Well, if you download and install the themes, icons, cursors, etc. manually in your /home/$USER/… you know where it all went and it should be easy (relatively speaking) to remove them again.
Disadvantage: generally more work and updates have to be downloaded and applied manually…
But “better” for the more complex, complete desktop themes in the long run IMHO (and this is quite the same how I would do it in e.g. Xfce…).
there is a plasma save utility out there that can restore a saved copy of all your desktop settings, but its no longer maintained and one time i really needed i ended up deleting my backup while trying to restore it because the UX is so bad.
i just use timeshift… that works every time.

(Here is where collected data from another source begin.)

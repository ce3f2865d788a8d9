//! Fitness evaluation.
//!
//! Fitness is the path cost of a genome under the graph's edge weights.
//! Lower is better. Evaluation is pure and deterministic.

use super::types::Genome;
use crate::error::GraphError;
use crate::graph::{Vertex, WeightedGraph};

#[cfg(feature = "parallel")]
use rayon::prelude::*;

/// Path cost of a single genome.
pub fn fitness_of<V: Vertex>(
    graph: &WeightedGraph<V>,
    genome: &Genome<V>,
) -> Result<f64, GraphError> {
    graph.path_cost(genome)
}

/// Path cost of every genome, aligned by index with `population`.
///
/// Fails on the first genome that cannot be scored.
pub fn fitness_of_all<V: Vertex>(
    graph: &WeightedGraph<V>,
    population: &[Genome<V>],
) -> Result<Vec<f64>, GraphError> {
    population.iter().map(|g| fitness_of(graph, g)).collect()
}

/// Parallel variant of [`fitness_of_all`] using rayon.
#[cfg(feature = "parallel")]
pub fn par_fitness_of_all<V: Vertex>(
    graph: &WeightedGraph<V>,
    population: &[Genome<V>],
) -> Result<Vec<f64>, GraphError> {
    population.par_iter().map(|g| fitness_of(graph, g)).collect()
}

/// Evaluate the population, in parallel when requested.
#[cfg(feature = "parallel")]
pub(crate) fn evaluate_population<V: Vertex>(
    graph: &WeightedGraph<V>,
    population: &[Genome<V>],
    parallel: bool,
) -> Result<Vec<f64>, GraphError> {
    if parallel {
        par_fitness_of_all(graph, population)
    } else {
        fitness_of_all(graph, population)
    }
}

/// Evaluate the population sequentially (`parallel` feature disabled).
#[cfg(not(feature = "parallel"))]
pub(crate) fn evaluate_population<V: Vertex>(
    graph: &WeightedGraph<V>,
    population: &[Genome<V>],
    _parallel: bool,
) -> Result<Vec<f64>, GraphError> {
    fitness_of_all(graph, population)
}

/// Index of the lowest fitness (first one on ties).
///
/// # Panics
/// Panics if `fitness` is empty.
pub(crate) fn argmin(fitness: &[f64]) -> usize {
    assert!(!fitness.is_empty(), "cannot take argmin of empty fitness");
    let mut best = 0;
    for (i, &f) in fitness.iter().enumerate().skip(1) {
        if f < fitness[best] {
            best = i;
        }
    }
    best
}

The themes are not removed completely after pressing uninstall button in global themes menu and deleting files in ~/.local/share/plasma/look-and-feel/
also. Maybe someone knows how to completely remove installed themes without using timeshift?
I had to delete files in:
~/.local/share/plasma/desktoptheme
~/.local/share/color-schemes
i’ve not created a theme, but i imagine it’s very much up to the theme developer where they put stuff in ~/.local/share
badly behaved themes may not be fully reversible using the KDE install/remove functions which can leave detritus in your /home
folder(partition).
removing these things is very much a manual process, as far as i can tell.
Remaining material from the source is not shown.